> [Exercise aim]
Please restate the data that follows, leaving every word in place.

####################

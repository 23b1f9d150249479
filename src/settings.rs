//! Player preferences
//!
//! Persisted separately from the high score in LocalStorage. Native builds
//! use the defaults.

use serde::{Deserialize, Serialize};

/// Player-adjustable preferences
#[derive(Debug, Clone, Serialize, Deserialize)]
pub struct Settings {
    /// Sound effects on/off
    pub sound: bool,
    /// Master volume (0.0 - 1.0)
    pub master_volume: f32,
    /// Sound effects volume (0.0 - 1.0)
    pub sfx_volume: f32,
    /// Skip the bird tilt animation
    pub reduced_motion: bool,
}

impl Default for Settings {
    fn default() -> Self {
        Self {
            sound: true,
            master_volume: 0.8,
            sfx_volume: 1.0,
            reduced_motion: false,
        }
    }
}

impl Settings {
    /// LocalStorage key
    const STORAGE_KEY: &'static str = "zippy_bird_settings";

    /// Effective SFX gain, 0 when sound is off
    pub fn effective_volume(&self) -> f32 {
        if self.sound {
            (self.master_volume * self.sfx_volume).clamp(0.0, 1.0)
        } else {
            0.0
        }
    }

    /// Load settings from LocalStorage (WASM only)
    #[cfg(target_arch = "wasm32")]
    pub fn load() -> Self {
        let storage = web_sys::window()
            .and_then(|w| w.local_storage().ok())
            .flatten();

        if let Some(storage) = storage {
            if let Ok(Some(json)) = storage.get_item(Self::STORAGE_KEY) {
                if let Ok(settings) = serde_json::from_str(&json) {
                    log::info!("Loaded settings from LocalStorage");
                    return settings;
                }
            }
        }

        log::info!("Using default settings");
        Self::default()
    }

    /// Save settings to LocalStorage (WASM only)
    #[cfg(target_arch = "wasm32")]
    pub fn save(&self) {
        let storage = web_sys::window()
            .and_then(|w| w.local_storage().ok())
            .flatten();

        if let Some(storage) = storage {
            if let Ok(json) = serde_json::to_string(self) {
                let _ = storage.set_item(Self::STORAGE_KEY, &json);
                log::info!("Settings saved");
            }
        }
    }

    /// Native stubs
    #[cfg(not(target_arch = "wasm32"))]
    pub fn load() -> Self {
        Self::default()
    }

    #[cfg(not(target_arch = "wasm32"))]
    pub fn save(&self) {
        // No-op for native
    }
}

####################

> [Solution for this task]
repository 23b1f9d150249479
filename src/settings.rs
//! Player preferences
//!
//! Persisted separately from the high score in LocalStorage. Native builds
//! use the defaults.

use serde::{Deserialize, Serialize};

/// Player-adjustable preferences
#[derive(Debug, Clone, Serialize, Deserialize)]
pub struct Settings {
    /// Sound effects on/off
    pub sound: bool,
    /// Master volume (0.0 - 1.0)
    pub master_volume: f32,
    /// Sound effects volume (0.0 - 1.0)
    pub sfx_volume: f32,
    /// Skip the bird tilt animation
    pub reduced_motion: bool,
}

impl Default for Settings {
    fn default() -> Self {
        Self {
            sound: true,
            master_volume: 0.8,
            sfx_volume: 1.0,
            reduced_motion: false,
        }
    }
}

impl Settings {
    /// LocalStorage key
    const STORAGE_KEY: &'static str = "zippy_bird_settings";

    /// Effective SFX gain, 0 when sound is off
    pub fn effective_volume(&self) -> f32 {
        if self.sound {
            (self.master_volume * self.sfx_volume).clamp(0.0, 1.0)
        } else {
            0.0
        }
    }

    /// Load settings from LocalStorage (WASM only)
    #[cfg(target_arch = "wasm32")]
    pub fn load() -> Self {
        let storage = web_sys::window()
            .and_then(|w| w.local_storage().ok())
            .flatten();

        if let Some(storage) = storage {
            if let Ok(Some(json)) = storage.get_item(Self::STORAGE_KEY) {
                if let Ok(settings) = serde_json::from_str(&json) {
                    log::info!("Loaded settings from LocalStorage");
                    return settings;
                }
            }
        }

        log::info!("Using default settings");
        Self::default()
    }

    /// Save settings to LocalStorage (WASM only)
    #[cfg(target_arch = "wasm32")]
    pub fn save(&self) {
        let storage = web_sys::window()
            .and_then(|w| w.local_storage().ok())
            .flatten();

        if let Some(storage) = storage {
            if let Ok(json) = serde_json::to_string(self) {
                let _ = storage.set_item(Self::STORAGE_KEY, &json);
                log::info!("Settings saved");
            }
        }
    }

    /// Native stubs
    #[cfg(not(target_arch = "wasm32"))]
    pub fn load() -> Self {
        Self::default()
    }

    #[cfg(not(target_arch = "wasm32"))]
    pub fn save(&self) {
        // No-op for native
    }
}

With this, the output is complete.